C.D. Warner, et al., comp.
The Library of the World’s Best Literature. An Anthology in Thirty Volumes. 1917.

Ralph Waldo Emerson (1803–1882)

Emerson, Ralph Waldo. An eminent American philosopher, poet, essayist, and lecturer; born in Boston, May 25, 1803; died at Concord, MA, April 27, 1882. At first a Unitarian minister in Boston, he resigned his pulpit, in 1832, retiring to Concord, where his home became a center of intellectual influence.

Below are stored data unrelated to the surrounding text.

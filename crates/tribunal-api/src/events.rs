//! Per-hearing session event fan-out.
//!
//! Every accepted mutation publishes a [`SessionEvent`] on the hearing's
//! broadcast channel. Channels are created lazily on first use and publish
//! never blocks: with no live subscriber the event is dropped, matching
//! fire-and-forget notification semantics.

use chrono::{DateTime, Utc};
use dashmap::DashMap;
use serde::{Deserialize, Serialize};
use tokio::sync::broadcast;
use uuid::Uuid;

/// Buffered events per hearing channel before lagged subscribers drop.
const CHANNEL_CAPACITY: usize = 64;

/// What happened inside a session.
#[derive(Debug, Clone, Copy, PartialEq, Eq, Hash, Serialize, Deserialize)]
pub enum SessionEventKind {
    /// A hearing was scheduled.
    HearingScheduled,
    /// The session went live.
    HearingStarted,
    /// The session concluded.
    HearingConcluded,
    /// The hearing was cancelled.
    HearingCancelled,
    /// The hearing was superseded by a reschedule.
    HearingRescheduled,
    /// The floor setting changed.
    SpeakerControlChanged,
    /// A participant confirmed attendance.
    AttendanceConfirmed,
    /// A participant joined or left.
    PresenceChanged,
    /// A statement entered the transcript.
    StatementPosted,
    /// A statement was redacted.
    StatementRedacted,
    /// The moderator posed a question.
    QuestionPosed,
    /// A question was answered.
    QuestionAnswered,
    /// A question was cancelled.
    QuestionCancelled,
    /// A reschedule request was opened.
    RescheduleRequested,
    /// A reschedule request was resolved.
    RescheduleResolved,
}

impl SessionEventKind {
    /// The canonical string name of this event kind.
    pub fn as_str(&self) -> &'static str {
        match self {
            Self::HearingScheduled => "HEARING_SCHEDULED",
            Self::HearingStarted => "HEARING_STARTED",
            Self::HearingConcluded => "HEARING_CONCLUDED",
            Self::HearingCancelled => "HEARING_CANCELLED",
            Self::HearingRescheduled => "HEARING_RESCHEDULED",
            Self::SpeakerControlChanged => "SPEAKER_CONTROL_CHANGED",
            Self::AttendanceConfirmed => "ATTENDANCE_CONFIRMED",
            Self::PresenceChanged => "PRESENCE_CHANGED",
            Self::StatementPosted => "STATEMENT_POSTED",
            Self::StatementRedacted => "STATEMENT_REDACTED",
            Self::QuestionPosed => "QUESTION_POSED",
            Self::QuestionAnswered => "QUESTION_ANSWERED",
            Self::QuestionCancelled => "QUESTION_CANCELLED",
            Self::RescheduleRequested => "RESCHEDULE_REQUESTED",
            Self::RescheduleResolved => "RESCHEDULE_RESOLVED",
        }
    }
}

impl std::fmt::Display for SessionEventKind {
    fn fmt(&self, f: &mut std::fmt::Formatter<'_>) -> std::fmt::Result {
        write!(f, "{}", self.as_str())
    }
}

/// One session event, addressed to a hearing's channel.
#[derive(Debug, Clone, PartialEq, Serialize, Deserialize)]
pub struct SessionEvent {
    /// What happened.
    pub kind: SessionEventKind,
    /// The hearing the event belongs to.
    pub hearing_id: Uuid,
    /// Kind-specific details.
    pub payload: serde_json::Value,
    /// When the event was published.
    pub occurred_at: DateTime<Utc>,
}

impl SessionEvent {
    /// Build an event stamped with the current time.
    pub fn now(kind: SessionEventKind, hearing_id: Uuid, payload: serde_json::Value) -> Self {
        Self {
            kind,
            hearing_id,
            payload,
            occurred_at: Utc::now(),
        }
    }
}

/// Lazily-created broadcast channels, one per hearing.
#[derive(Debug, Default)]
pub struct EventBus {
    channels: DashMap<Uuid, broadcast::Sender<SessionEvent>>,
}

impl EventBus {
    /// Create an empty bus.
    pub fn new() -> Self {
        Self::default()
    }

    /// Publish an event to the hearing's channel.
    ///
    /// Returns the number of subscribers that received it. Zero when the
    /// channel does not exist yet or nobody is listening.
    pub fn publish(&self, event: SessionEvent) -> usize {
        match self.channels.get(&event.hearing_id) {
            Some(sender) => sender.send(event).unwrap_or(0),
            None => 0,
        }
    }

    /// Subscribe to a hearing's events, creating the channel if needed.
    pub fn subscribe(&self, hearing_id: Uuid) -> broadcast::Receiver<SessionEvent> {
        self.channels
            .entry(hearing_id)
            .or_insert_with(|| broadcast::channel(CHANNEL_CAPACITY).0)
            .subscribe()
    }

    /// Drop a hearing's channel once the hearing reaches a terminal state.
    pub fn close(&self, hearing_id: &Uuid) {
        self.channels.remove(hearing_id);
    }

    /// Number of hearings with an open channel.
    pub fn open_channels(&self) -> usize {
        self.channels.len()
    }
}

#[cfg(test)]
mod tests {
    use super::*;
    use serde_json::json;

    #[tokio::test]
    async fn subscriber_receives_published_event() {
        let bus = EventBus::new();
        let hearing_id = Uuid::new_v4();
        let mut rx = bus.subscribe(hearing_id);

        let delivered = bus.publish(SessionEvent::now(
            SessionEventKind::HearingStarted,
            hearing_id,
            json!({}),
        ));
        assert_eq!(delivered, 1);

        let event = rx.recv().await.unwrap();
        assert_eq!(event.kind, SessionEventKind::HearingStarted);
        assert_eq!(event.hearing_id, hearing_id);
    }

    #[tokio::test]
    async fn publish_without_subscribers_is_dropped() {
        let bus = EventBus::new();
        let delivered = bus.publish(SessionEvent::now(
            SessionEventKind::StatementPosted,
            Uuid::new_v4(),
            json!({}),
        ));
        assert_eq!(delivered, 0);
    }

    #[tokio::test]
    async fn channels_are_isolated_per_hearing() {
        let bus = EventBus::new();
        let first = Uuid::new_v4();
        let second = Uuid::new_v4();
        let mut rx = bus.subscribe(first);
        bus.subscribe(second);

        bus.publish(SessionEvent::now(
            SessionEventKind::QuestionPosed,
            second,
            json!({}),
        ));
        assert!(rx.try_recv().is_err());
    }

    #[test]
    fn close_removes_channel() {
        let bus = EventBus::new();
        let hearing_id = Uuid::new_v4();
        bus.subscribe(hearing_id);
        assert_eq!(bus.open_channels(), 1);
        bus.close(&hearing_id);
        assert_eq!(bus.open_channels(), 0);
    }

    #[test]
    fn event_kind_strings_are_canonical() {
        assert_eq!(
            SessionEventKind::SpeakerControlChanged.as_str(),
            "SPEAKER_CONTROL_CHANGED"
        );
        assert_eq!(
            SessionEventKind::RescheduleResolved.to_string(),
            "RESCHEDULE_RESOLVED"
        );
    }
}
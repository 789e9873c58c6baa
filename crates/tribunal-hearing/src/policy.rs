//! # Hearing Policy Constants
//!
//! Numeric policy knobs for the hearing lifecycle. These mirror the
//! operational defaults the tribunal operates under; deployment-specific
//! overrides (grace window length, default question deadline) live in the
//! API configuration layer.

/// Minimum notice, in hours, between scheduling a hearing and its start.
pub const MIN_NOTICE_HOURS: i64 = 24;

/// Minimum notice for emergency hearings, in hours.
pub const EMERGENCY_MIN_NOTICE_HOURS: i64 = 1;

/// How many minutes before the scheduled time a hearing may be started.
pub const EARLY_START_BUFFER_MINUTES: i64 = 15;

/// Maximum published statements per author per statement type.
pub const MAX_STATEMENTS_PER_TYPE: usize = 3;

/// Minimum fraction of the hearing a participant must be online to avoid
/// a no-show classification.
pub const MIN_ATTENDANCE_RATIO: f64 = 0.5;

/// Lateness boundary, in minutes, between `Late` and `VeryLate`.
pub const LATE_THRESHOLD_MINUTES: i64 = 15;

/// Lower clamp bound for question answer deadlines, in minutes.
pub const QUESTION_DEADLINE_MIN_MINUTES: i64 = 1;

/// Upper clamp bound for question answer deadlines, in minutes.
pub const QUESTION_DEADLINE_MAX_MINUTES: i64 = 60;

/// Default speaker-control grace window, in seconds.
pub const GRACE_WINDOW_DEFAULT_SECONDS: u64 = 5;

/// Maximum configurable speaker-control grace window, in seconds.
pub const GRACE_WINDOW_MAX_SECONDS: u64 = 10;
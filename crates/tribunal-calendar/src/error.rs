//! Error types for the calendar subsystem.

use thiserror::Error;
use uuid::Uuid;

/// Errors produced by availability search and reschedule negotiation.
#[derive(Error, Debug, Clone, PartialEq)]
pub enum ScheduleError {
    /// A hearing already has an open reschedule request.
    #[error("hearing {hearing_id} already has a pending reschedule request")]
    PendingRequestExists {
        /// The hearing with the open request.
        hearing_id: String,
    },

    /// The request was already resolved.
    #[error("reschedule request already processed with status {status}")]
    AlreadyProcessed {
        /// The status the request settled in.
        status: String,
    },

    /// The hearing chain has been rescheduled too many times.
    #[error("reschedule limit reached ({count} of {max})")]
    RescheduleLimit {
        /// Reschedules already performed.
        count: u32,
        /// The configured maximum.
        max: u32,
    },

    /// The request arrived too close to the scheduled time.
    #[error("too close to the scheduled time, at least {required_hours}h notice required")]
    NoticeTooShort {
        /// Minimum notice in hours.
        required_hours: i64,
    },

    /// Approval requires a proposed slot matching an available one.
    #[error("no valid slot proposed")]
    SlotNotProposed,

    /// The proposed slot is no longer free.
    #[error("slot is no longer available")]
    SlotUnavailable,

    /// No candidate slot satisfies the scheduling rules.
    #[error("no slot available within the search window")]
    NoSlotAvailable,

    /// The caller may not perform this action on the request.
    #[error("actor {actor_id} may not {action}")]
    NotPermitted {
        /// The offending caller.
        actor_id: Uuid,
        /// The attempted action.
        action: String,
    },

    /// A supplied value failed validation.
    #[error("invalid value: {0}")]
    InvalidValue(String),
}
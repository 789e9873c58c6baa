//! # Middleware Stack
//!
//! Tower middleware for the API layer:
//! - [`metrics`]: Prometheus-compatible request metrics.

pub mod metrics;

The works of Emerson comprise the following: ‘An Historical Discourse delivered before the Citizens of Concord’ (1835); ‘Nature’ (1836); Carlyle’s ‘Sartor Resartus’ (edited: 1836); an oration, ‘The American Scholar’ (1837); ‘Carlyle’s Essays’ (edited: 1838); ‘Method of Nature,’ an oration (1841); ‘Essays’ (1841); Carlyle’s ‘Past and Present’ (edited: 1843); ‘Man the Reformer’ (1844), a lecture; ‘The Young American’ (1844), a lecture; ‘Essays’ (second series, 1844); ‘An Address’ (1844); ‘Poems’ (1847); ‘Nature: Addresses and Lectures’ (1849); ‘Representative Men,’ seven lectures (1850); ‘English Traits’ (1856); ‘Miscellanies’ (1856); ‘The Conduct of Life’ (1860); ‘May Day and Other Pieces’ (1867); ‘Society and Solitude’ (1870); ‘Tribute to Walter Scott’ (1871); ‘Letters, and Social Aims’ (1876); ‘Selected Poems’ (1876); ‘The Fortune of the Republic’ (1878), a lecture; ‘Complete Works’ (1883–84); ‘Natural History of Intellect, and Other Papers’ (1893). He also contributed much to the Dial, and edited the Massachusetts Quarterly Review (1847–50). (See Critical and Biographical Introduction).